Look through the lines below and copy each one that includes "main".
^^^^^^^^^^^^^^^^
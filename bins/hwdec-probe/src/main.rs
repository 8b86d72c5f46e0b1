//! hwdec-probe - H.264 基本流探测工具
//!
//! 解析 Annex B 字节流 (或 avcC 配置 + 长度前缀样本), 驱动完整的解码前端
//! 对接一个空后端, 输出码流参数, 解码统计与图像的显示顺序.

mod backend;
mod logging;

use std::path::{Path, PathBuf};
use std::process;

use anyhow::Context;
use bytes::Bytes;
use clap::Parser;
use hwdec_codec::hwaccel::h264::MAX_DPB_SIZE;
use hwdec_codec::{DecoderConfig, DecoderStats, H264HwDecoder};
use log::info;
use serde::Serialize;

use backend::{NullBackend, OutputFrame, StreamInfo};

#[derive(Parser, Debug)]
#[command(name = "hwdec-probe", version, about = "H.264 基本流探测与 DPB 输出顺序分析")]
struct Cli {
    /// 输入文件 (Annex B 字节流, 指定 --avcc 时为长度前缀样本)
    input: Option<PathBuf>,

    /// MP4 avcC 配置记录文件
    #[arg(long)]
    avcc: Option<PathBuf>,

    /// DPB 容量 (1..=16)
    #[arg(long, default_value_t = MAX_DPB_SIZE)]
    dpb_size: usize,

    /// IDR 时不先输出之前的图像
    #[arg(long)]
    no_drain_on_idr: bool,

    /// 不合并互补场
    #[arg(long)]
    no_pair_fields: bool,

    /// 列出每一帧的输出顺序
    #[arg(long)]
    show_frames: bool,

    /// 输出 JSON 格式
    #[arg(long)]
    json: bool,

    /// 日志目录
    #[arg(long, default_value = "logs")]
    log_dir: PathBuf,

    /// 静默模式 (只输出探测结果)
    #[arg(short, long)]
    quiet: bool,

    /// 日志级别 (-v info, -vv debug, -vvv trace)
    #[arg(short, long, action = clap::ArgAction::Count)]
    verbose: u8,
}

impl Cli {
    fn decoder_config(&self) -> DecoderConfig {
        DecoderConfig::default()
            .with_dpb_size(self.dpb_size)
            .with_drain_on_idr(!self.no_drain_on_idr)
            .with_pair_fields(!self.no_pair_fields)
    }
}

// ============================================================
// 输出结构体
// ============================================================

/// 完整探测结果
#[derive(Debug, Serialize)]
struct ProbeReport {
    filename: String,
    input_format: &'static str,
    dpb_size: usize,
    #[serde(skip_serializing_if = "Option::is_none")]
    stream: Option<StreamInfo>,
    sps_changes: u32,
    stats: StatsReport,
    field_pictures: u64,
    /// 解码结束后仍未归还的帧
    leaked_frames: usize,
    #[serde(skip_serializing_if = "Option::is_none")]
    frames: Option<Vec<OutputFrame>>,
}

/// 解码统计
#[derive(Debug, Serialize, PartialEq, Eq)]
struct StatsReport {
    nals: u64,
    slices: u64,
    access_units: u64,
    pictures_decoded: u64,
    pictures_output: u64,
    idr_pictures: u64,
    dropped_nals: u64,
    dropped_pictures: u64,
}

impl From<DecoderStats> for StatsReport {
    fn from(stats: DecoderStats) -> Self {
        Self {
            nals: stats.nals,
            slices: stats.slices,
            access_units: stats.access_units,
            pictures_decoded: stats.pictures_decoded,
            pictures_output: stats.pictures_output,
            idr_pictures: stats.idr_pictures,
            dropped_nals: stats.dropped_nals,
            dropped_pictures: stats.dropped_pictures,
        }
    }
}

// ============================================================
// 主逻辑
// ============================================================

fn main() {
    let cli = Cli::parse();

    let Some(input_path) = cli.input.as_deref() else {
        print_banner();
        return;
    };

    if let Err(e) = logging::init(&cli.log_dir, "hwdec-probe", cli.verbose, cli.quiet) {
        eprintln!("警告: {e:#}");
    }

    if !cli.quiet {
        eprintln!(
            "hwdec-probe 版本 {} -- H.264 解码前端探测工具",
            env!("CARGO_PKG_VERSION")
        );
        eprintln!("输入文件: {}", input_path.display());
    }

    let report = match probe_file(input_path, cli.avcc.as_deref(), cli.decoder_config()) {
        Ok(outcome) => outcome.into_report(input_path, cli.show_frames || cli.json),
        Err(e) => {
            eprintln!("错误: {e:#}");
            process::exit(1);
        }
    };

    if cli.json {
        match serde_json::to_string_pretty(&report) {
            Ok(json) => println!("{json}"),
            Err(e) => {
                eprintln!("错误: 序列化结果失败: {e}");
                process::exit(1);
            }
        }
    } else {
        print_report_text(&report);
    }
}

/// 一次探测的原始结果
struct ProbeOutcome {
    config: DecoderConfig,
    avcc: bool,
    stats: DecoderStats,
    backend: NullBackend,
}

impl ProbeOutcome {
    fn into_report(self, input_path: &Path, with_frames: bool) -> ProbeReport {
        ProbeReport {
            filename: input_path.display().to_string(),
            input_format: if self.avcc { "avcc" } else { "annexb" },
            dpb_size: self.config.effective_dpb_size(),
            stream: self.backend.stream.clone(),
            sps_changes: self.backend.sps_changes,
            stats: self.stats.into(),
            field_pictures: self.backend.field_pictures,
            leaked_frames: self.backend.live_frames(),
            frames: with_frames.then_some(self.backend.output),
        }
    }
}

/// 读取文件并探测
fn probe_file(
    input_path: &Path,
    avcc_path: Option<&Path>,
    config: DecoderConfig,
) -> anyhow::Result<ProbeOutcome> {
    let data = std::fs::read(input_path)
        .with_context(|| format!("无法读取输入文件 '{}'", input_path.display()))?;
    let avcc = match avcc_path {
        Some(path) => Some(Bytes::from(
            std::fs::read(path)
                .with_context(|| format!("无法读取 avcC 配置 '{}'", path.display()))?,
        )),
        None => None,
    };
    probe(Bytes::from(data), avcc, config)
}

/// 将整段码流送入解码前端, 结束时冲刷 DPB 并释放全部帧
fn probe(
    data: Bytes,
    avcc: Option<Bytes>,
    config: DecoderConfig,
) -> anyhow::Result<ProbeOutcome> {
    let mut decoder = H264HwDecoder::new(NullBackend::new(), config.clone());
    let is_avcc = avcc.is_some();
    if let Some(avcc) = &avcc {
        decoder.load_avcc_config(avcc).context("avcC 配置无效")?;
    }
    decoder.decode_packet(&data).context("解码失败")?;
    decoder.flush().context("冲刷 DPB 失败")?;

    let stats = decoder.stats();
    info!(
        "探测完成: access_units={}, decoded={}, output={}, dropped_pictures={}",
        stats.access_units, stats.pictures_decoded, stats.pictures_output, stats.dropped_pictures
    );
    Ok(ProbeOutcome {
        config,
        avcc: is_avcc,
        stats,
        backend: decoder.into_backend(),
    })
}

/// 文本输出
fn print_report_text(report: &ProbeReport) {
    println!("[INPUT]");
    println!("  文件名       : {}", report.filename);
    println!("  封装         : {}", report.input_format);
    println!("  DPB 容量     : {}", report.dpb_size);
    println!("[/INPUT]");
    println!();

    if let Some(ref stream) = report.stream {
        println!("[STREAM]");
        println!("  profile/level: {}/{}", stream.profile_idc, stream.level_idc);
        println!("  编码尺寸     : {}x{}", stream.width, stream.height);
        println!("  显示尺寸     : {}x{}", stream.display_width, stream.display_height);
        println!("  色度格式     : {}", stream.chroma_format_idc);
        println!("  位深         : {}", stream.bit_depth);
        println!("  POC 类型     : {}", stream.poc_type);
        println!("  参考帧数     : {}", stream.max_num_ref_frames);
        println!("  逐行         : {}", stream.frame_mbs_only);
        if let Some(buffering) = stream.max_dec_frame_buffering {
            println!("  解码缓冲     : {buffering}");
        }
        if report.sps_changes > 0 {
            println!("  SPS 变更     : {}", report.sps_changes);
        }
        println!("[/STREAM]");
        println!();
    }

    let stats = &report.stats;
    println!("[DECODE]");
    println!("  NAL 单元     : {} (丢弃 {})", stats.nals, stats.dropped_nals);
    println!("  切片         : {}", stats.slices);
    println!("  访问单元     : {}", stats.access_units);
    println!("  解码图像     : {} (场 {})", stats.pictures_decoded, report.field_pictures);
    println!("  IDR 图像     : {}", stats.idr_pictures);
    println!("  输出帧       : {}", stats.pictures_output);
    println!("  丢弃图像     : {}", stats.dropped_pictures);
    if report.leaked_frames > 0 {
        println!("  未释放帧     : {}", report.leaked_frames);
    }
    println!("[/DECODE]");
    println!();

    if let Some(ref frames) = report.frames {
        println!("[FRAMES]");
        for (index, frame) in frames.iter().enumerate() {
            println!(
                "  #{index:<5} surface={:<4} frame_num={:<4} poc={:<6} foc={:?}{}{}",
                frame.surface,
                frame.frame_num,
                frame.poc,
                frame.field_order_cnt,
                if frame.idr { " IDR" } else { "" },
                if frame.complete { "" } else { " 单场" },
            );
        }
        println!("[/FRAMES]");
        println!();
    }
}

/// 打印版本横幅
fn print_banner() {
    println!(
        "hwdec-probe 版本 {} -- H.264 解码前端探测工具",
        env!("CARGO_PKG_VERSION")
    );
    println!();
    println!("用法: hwdec-probe [选项] <输入文件>");
    println!();
    println!("选项:");
    println!("  --avcc <文件>       输入为长度前缀样本, 参数集取自 avcC 配置");
    println!("  --dpb-size <N>      DPB 容量 (默认 16)");
    println!("  --no-drain-on-idr   IDR 时不先输出之前的图像");
    println!("  --no-pair-fields    不合并互补场");
    println!("  --show-frames       列出每一帧的输出顺序");
    println!("  --json              以 JSON 格式输出");
    println!("  -q, --quiet         静默模式");
    println!("  -v                  提升日志级别");
    println!();
    println!("使用 --help 查看完整用法.");
}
^^^^^^^^^^^^^^^^
TASK SOLUTION -
filename bins/hwdec-probe/src/main.rs
fn main() {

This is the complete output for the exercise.